A Johns Hopkins burn unit team was part of the massive effort to treat hundreds of victims in Taiwan after a massive fire was sparked by colored corn powder spewing from the stage during a rap performance in a popular waterpark.
The fire in June, which made international news, left 510 burn victims, including 24 who suffered injuries on more than 80 percent of their bodies and 257 on more than 40 percent. An American was one of the victims.
Three weeks after the June incident, a group of Hopkins medical personnel, led by Stephen Milner, director of the Johns Hopkins Burn Center, organized a team to assist the overwhelmed doctors in Taiwan. They decided to volunteer after being contacted by the Tawainese embassy and local nurses. The team included three specialized burn doctors, one emergency room doctor, a burn unit nursing coordinator and a senior burn rehab specialist.
The team will talk about their experience at an event in Washington, D.C., on Friday.
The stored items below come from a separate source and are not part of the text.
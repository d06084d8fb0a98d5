use crate::ids::ImageId;
use serde::{Deserialize, Serialize};
use std::{fmt, str::FromStr};

/// A satellite capture with its pre-rendered bands and derived metrics.
#[derive(Debug, PartialEq, Clone, Serialize, Deserialize)]
#[serde(rename_all = "camelCase")]
pub struct SatelliteImageRecord {
    pub id: ImageId,
    /// ISO-8601 capture timestamp
    pub capture_date: String,
    /// Cloud cover percentage
    pub cloud_cover: f64,
    /// Meters per pixel
    pub resolution: f64,
    /// NDVI-colorized rendering
    pub ndvi: String,
    /// True-color rendering
    pub rgb: String,
    /// Near-infrared rendering
    pub nir: String,
    pub thumbnail: String,
    #[serde(rename = "avgNDVI")]
    pub avg_ndvi: f64,
    /// Percentages of the scene
    pub vegetation_coverage: f64,
    pub healthy_vegetation: f64,
    pub stressed_areas: f64,
}

/// Which spectral rendering of the selected image is on screen.
#[derive(Debug, PartialEq, Eq, Clone, Copy, Hash, Default, Serialize, Deserialize)]
#[serde(rename_all = "lowercase")]
pub enum AnalysisMode {
    #[default]
    Ndvi,
    Rgb,
    Nir,
}

impl AnalysisMode {
    /// Button order in the viewer header.
    pub const ALL: [AnalysisMode; 3] = [AnalysisMode::Ndvi, AnalysisMode::Rgb, AnalysisMode::Nir];

    pub fn as_str(self) -> &'static str {
        match self {
            AnalysisMode::Ndvi => "ndvi",
            AnalysisMode::Rgb => "rgb",
            AnalysisMode::Nir => "nir",
        }
    }

    pub fn label(self) -> &'static str {
        match self {
            AnalysisMode::Ndvi => "NDVI",
            AnalysisMode::Rgb => "True Color",
            AnalysisMode::Nir => "Near Infrared",
        }
    }

    /// The image reference this mode displays for a record.
    pub fn image_ref(self, record: &SatelliteImageRecord) -> &str {
        match self {
            AnalysisMode::Ndvi => &record.ndvi,
            AnalysisMode::Rgb => &record.rgb,
            AnalysisMode::Nir => &record.nir,
        }
    }

    pub fn alt_text(self) -> String {
        format!("Satellite image - {}", self.as_str().to_uppercase())
    }
}

impl fmt::Display for AnalysisMode {
    fn fmt(&self, f: &mut fmt::Formatter<'_>) -> fmt::Result {
        f.pad(self.as_str())
    }
}

#[derive(Debug, PartialEq, Clone)]
pub struct ParseModeError(pub String);

impl fmt::Display for ParseModeError {
    fn fmt(&self, f: &mut fmt::Formatter<'_>) -> fmt::Result {
        write!(f, "unknown analysis mode '{}' (expected ndvi, rgb or nir)", self.0)
    }
}

impl std::error::Error for ParseModeError {}

impl FromStr for AnalysisMode {
    type Err = ParseModeError;

    fn from_str(s: &str) -> Result<Self, Self::Err> {
        AnalysisMode::ALL
            .into_iter()
            .find(|mode| mode.as_str().eq_ignore_ascii_case(s.trim()))
            .ok_or_else(|| ParseModeError(s.to_string()))
    }
}

#[cfg(test)]
pub(crate) mod fixtures {
    use super::SatelliteImageRecord;

    pub fn record(id: &str, date: &str) -> SatelliteImageRecord {
        serde_json::from_value(serde_json::json!({
            "id": id,
            "captureDate": date,
            "cloudCover": 12,
            "resolution": 10,
            "ndvi": format!("/img/{}/ndvi.png", id),
            "rgb": format!("/img/{}/rgb.png", id),
            "nir": format!("/img/{}/nir.png", id),
            "thumbnail": format!("/img/{}/thumb.png", id),
            "avgNDVI": 0.62,
            "vegetationCoverage": 78.5,
            "healthyVegetation": 64,
            "stressedAreas": 9.5
        }))
        .unwrap()
    }
}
During its stay in Taiwan, the team visited 12 hospitals and offered advice in what Milner described as a strong collaboration. For example, they advised doctors to use torniquets to stop bleeding during treatment. The Tawainese doctors were doing skin grafs using skin from people's scalp. Milner and his team suggested they take it from other areas of they body where the skin is more plentiful.